Guildford left Plymouth on 31 March 1827, arrived at Port Jackson on 25 July. She had embarked 190 male convicts, one of whom died during the voyage. Guildford then sailed to China, arriving at Whampoa on 13 November 1827. For her homeward voyage for the EIC she crossed the Second Bar, about 20 mi downriver from Whampoa, on 5 December, reached St Helena on 18 February 1828, and arrived at the Downs on 12 April.

Although the 1829 Lloyd's Register still showed Mangles as Guildfords owner, the 1830 edition of the Register of Shipping showed her new owner as T. Ward, and her master as Harrison.

===Eighth convict voyage (1829-1830)===
Under the command of Robert Harrison, Guildford left Dublin, Ireland on 12 July 1829, on her eighth convict voyage. She arrived at Port Jackson on 4 November. She embarked 200 male convicts, four of whom died during the voyage. Guildford left Port Jackson on 19 January 1830, bound for Bombay.
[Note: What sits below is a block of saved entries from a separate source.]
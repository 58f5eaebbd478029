//! Tracing subscriber setup.
//!
//! `BREATHWORK_LOG` takes any `EnvFilter` directive and wins over `-v`.
//! While the terminal UI owns the screen, logs go to a file or nowhere.

use std::fs::{File, OpenOptions};
use std::io;
use std::path::{Path, PathBuf};
use std::sync::Mutex;

use tracing_subscriber::EnvFilter;

/// Environment variable holding a filter directive.
pub const LOG_ENV: &str = "BREATHWORK_LOG";

/// Where log lines go.
#[derive(Debug, Clone, PartialEq, Eq)]
pub enum LogTarget {
    Stderr,
    /// Append to a file, without colours.
    File(PathBuf),
    Off,
}

/// Filter level for a `-v` count.
#[must_use]
pub const fn default_level(verbose: u8) -> &'static str {
    match verbose {
        0 => "warn",
        1 => "info",
        _ => "debug",
    }
}

fn filter(verbose: u8) -> EnvFilter {
    EnvFilter::try_from_env(LOG_ENV).unwrap_or_else(|_| EnvFilter::new(default_level(verbose)))
}

/// Install the global subscriber. Calling it twice keeps the first one.
///
/// A log file that cannot be created or opened turns logging off rather
/// than failing the command.
pub fn init(verbose: u8, target: &LogTarget) {
    let builder = tracing_subscriber::fmt().with_env_filter(filter(verbose));
    // try_init fails only when a subscriber is already set
    let _ = match target {
        LogTarget::Stderr => builder.with_writer(io::stderr).try_init(),
        LogTarget::File(path) => match open_log_file(path) {
            Ok(file) => builder
                .with_ansi(false)
                .with_writer(Mutex::new(file))
                .try_init(),
            Err(_) => builder.with_writer(io::sink).try_init(),
        },
        LogTarget::Off => builder.with_writer(io::sink).try_init(),
    };
}

/// Open `path` for appending, creating it and its directory.
///
/// # Errors
///
/// Returns an error if the directory or file cannot be created or opened.
pub fn open_log_file(path: &Path) -> io::Result<File> {
    if let Some(parent) = path.parent().filter(|p| !p.as_os_str().is_empty()) {
        std::fs::create_dir_all(parent)?;
    }
    OpenOptions::new().create(true).append(true).open(path)
}

#[cfg(test)]
mod tests {
    use super::*;

    #[test]
    fn test_default_level() {
        assert_eq!(default_level(0), "warn");
        assert_eq!(default_level(1), "info");
        assert_eq!(default_level(2), "debug");
        assert_eq!(default_level(9), "debug");
    }

    #[test]
    fn test_file_target_creates_file() {
        let dir = tempfile::TempDir::new().unwrap();
        let path = dir.path().join("logs").join("breathwork.log");

        init(1, &LogTarget::File(path.clone()));
        assert!(path.exists());
    }

    #[test]
    fn test_unwritable_log_path_is_skipped() {
        let dir = tempfile::TempDir::new().unwrap();
        let blocker = dir.path().join(".breathwork");
        std::fs::write(&blocker, "not a directory").unwrap();
        let path = blocker.join("breathwork.log");

        assert!(open_log_file(&path).is_err());
        init(0, &LogTarget::File(path.clone()));
        assert!(!path.exists());
    }
}
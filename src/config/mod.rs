//! Configuration management for breathwork.
//!
//! This module handles loading and saving configuration from `~/.breathwork/`.

mod paths;
mod settings;

pub use paths::Paths;
pub use settings::{
    Config, DisplayConfig, LogConfig, PhaseSettings, PhasesConfig, SessionConfig, SoundConfig,
    MAX_CYCLES,
};
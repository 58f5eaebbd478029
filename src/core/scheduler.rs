//! A single-threaded task queue keyed by clock deadlines.
//!
//! Nothing here runs on its own. The owner asks for due tasks with
//! [`TaskScheduler::pop_due`] and dispatches them itself, so every task runs
//! on the owner's thread with full `&mut` access to its state.

use std::time::Duration;

/// Identifies one registration. Cancelling a handle twice is harmless.
#[derive(Debug, Clone, Copy, PartialEq, Eq, Hash)]
pub struct TaskHandle(u64);

#[derive(Debug, Clone, Copy, PartialEq, Eq)]
enum Cadence {
    Once,
    Every(Duration),
}

#[derive(Debug, Clone)]
struct Entry<T> {
    handle: TaskHandle,
    due: Duration,
    cadence: Cadence,
    task: T,
}

/// Pending one-shot and repeating tasks.
#[derive(Debug, Clone)]
pub struct TaskScheduler<T> {
    next_id: u64,
    entries: Vec<Entry<T>>,
}

impl<T> Default for TaskScheduler<T> {
    fn default() -> Self {
        Self {
            next_id: 0,
            entries: Vec::new(),
        }
    }
}

impl<T: Clone> TaskScheduler<T> {
    /// Create an empty scheduler.
    #[must_use]
    pub fn new() -> Self {
        Self::default()
    }

    /// Run `task` once at `due`.
    pub fn schedule_once(&mut self, due: Duration, task: T) -> TaskHandle {
        self.insert(due, Cadence::Once, task)
    }

    /// Run `task` at `first` and then every `interval`.
    ///
    /// A zero interval is bumped to one millisecond so a repeating task can
    /// never starve the queue.
    pub fn schedule_every(&mut self, first: Duration, interval: Duration, task: T) -> TaskHandle {
        let interval = interval.max(Duration::from_millis(1));
        self.insert(first, Cadence::Every(interval), task)
    }

    /// Remove a registration. Returns whether it was still pending.
    pub fn cancel(&mut self, handle: TaskHandle) -> bool {
        let before = self.entries.len();
        self.entries.retain(|entry| entry.handle != handle);
        self.entries.len() != before
    }

    /// Drop every pending task.
    pub fn cancel_all(&mut self) {
        self.entries.clear();
    }

    /// Whether `handle` is still registered.
    #[must_use]
    pub fn is_pending(&self, handle: TaskHandle) -> bool {
        self.entries.iter().any(|entry| entry.handle == handle)
    }

    /// Deadline of a pending registration.
    #[must_use]
    pub fn due_of(&self, handle: TaskHandle) -> Option<Duration> {
        self.entries
            .iter()
            .find(|entry| entry.handle == handle)
            .map(|entry| entry.due)
    }

    /// Earliest deadline across all pending tasks.
    #[must_use]
    pub fn next_due(&self) -> Option<Duration> {
        self.entries.iter().map(|entry| entry.due).min()
    }

    /// Number of pending registrations.
    #[must_use]
    pub fn len(&self) -> usize {
        self.entries.len()
    }

    /// Whether nothing is pending.
    #[must_use]
    pub fn is_empty(&self) -> bool {
        self.entries.is_empty()
    }

    /// Take the earliest task due at or before `now`.
    ///
    /// Ties resolve in registration order. One-shot tasks are removed;
    /// repeating tasks move to their next deadline. Deadlines missed by
    /// more than one interval are coalesced into a single firing.
    pub fn pop_due(&mut self, now: Duration) -> Option<(TaskHandle, T)> {
        let index = self
            .entries
            .iter()
            .enumerate()
            .filter(|(_, entry)| entry.due <= now)
            .min_by_key(|(_, entry)| (entry.due, entry.handle.0))
            .map(|(index, _)| index)?;

        match self.entries[index].cadence {
            Cadence::Once => {
                let entry = self.entries.remove(index);
                Some((entry.handle, entry.task))
            }
            Cadence::Every(interval) => {
                let entry = &mut self.entries[index];
                let mut next = entry.due + interval;
                if next <= now {
                    next = now + interval;
                }
                entry.due = next;
                Some((entry.handle, entry.task.clone()))
            }
        }
    }

    fn insert(&mut self, due: Duration, cadence: Cadence, task: T) -> TaskHandle {
        let handle = TaskHandle(self.next_id);
        self.next_id = self.next_id.wrapping_add(1);
        self.entries.push(Entry {
            handle,
            due,
            cadence,
            task,
        });
        handle
    }
}

#[cfg(test)]
mod tests {
    use super::*;

    fn ms(value: u64) -> Duration {
        Duration::from_millis(value)
    }

    #[test]
    fn test_pop_due_orders_by_deadline_then_registration() {
        let mut scheduler = TaskScheduler::new();
        scheduler.schedule_once(ms(20), "late");
        scheduler.schedule_once(ms(10), "first");
        scheduler.schedule_once(ms(10), "second");

        assert_eq!(scheduler.pop_due(ms(5)), None);
        assert_eq!(scheduler.pop_due(ms(30)).map(|(_, t)| t), Some("first"));
        assert_eq!(scheduler.pop_due(ms(30)).map(|(_, t)| t), Some("second"));
        assert_eq!(scheduler.pop_due(ms(30)).map(|(_, t)| t), Some("late"));
        assert!(scheduler.is_empty());
    }

    #[test]
    fn test_cancel_removes_only_that_registration() {
        let mut scheduler = TaskScheduler::new();
        let keep = scheduler.schedule_once(ms(10), 1);
        let drop = scheduler.schedule_once(ms(10), 2);

        assert!(scheduler.cancel(drop));
        assert!(!scheduler.cancel(drop));
        assert!(scheduler.is_pending(keep));
        assert_eq!(scheduler.pop_due(ms(10)), Some((keep, 1)));
    }

    #[test]
    fn test_repeating_task_reschedules() {
        let mut scheduler = TaskScheduler::new();
        let handle = scheduler.schedule_every(ms(0), ms(100), "tick");

        assert_eq!(scheduler.pop_due(ms(0)), Some((handle, "tick")));
        assert_eq!(scheduler.due_of(handle), Some(ms(100)));
        assert_eq!(scheduler.pop_due(ms(99)), None);
        assert_eq!(scheduler.pop_due(ms(100)), Some((handle, "tick")));
        assert_eq!(scheduler.next_due(), Some(ms(200)));
    }

    #[test]
    fn test_repeating_task_coalesces_missed_deadlines() {
        let mut scheduler = TaskScheduler::new();
        let handle = scheduler.schedule_every(ms(0), ms(10), ());

        assert!(scheduler.pop_due(ms(1_000)).is_some());
        assert_eq!(scheduler.due_of(handle), Some(ms(1_010)));
        assert!(scheduler.pop_due(ms(1_000)).is_none());
    }

    #[test]
    fn test_zero_interval_is_bumped() {
        let mut scheduler = TaskScheduler::new();
        let handle = scheduler.schedule_every(ms(0), Duration::ZERO, ());
        scheduler.pop_due(ms(0));
        assert_eq!(scheduler.due_of(handle), Some(ms(1)));
    }

    #[test]
    fn test_cancel_all() {
        let mut scheduler = TaskScheduler::new();
        scheduler.schedule_once(ms(1), ());
        scheduler.schedule_every(ms(1), ms(1), ());
        assert_eq!(scheduler.len(), 2);

        scheduler.cancel_all();
        assert!(scheduler.is_empty());
        assert_eq!(scheduler.next_due(), None);
    }
}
She was carrying a detachment of soldiers for India that she delivered on 14 April 1830. Harrison then sailed for China.

==Fate==
Guildford left China on 14 November 1830 and Singapore on 29 December homeward bound to England. She was wrecked in the Indian Ocean (approximately ) in late April or early May 1831 with the ultimate loss of all on board. On 8 May, Margaret sighted the wreck of the ship. A raft constructed from the ship's rigging was also sighted, but nobody was on board. The entry for Guildford in the 1832 volume of the Register of Shipping has the notation "LOST" appended.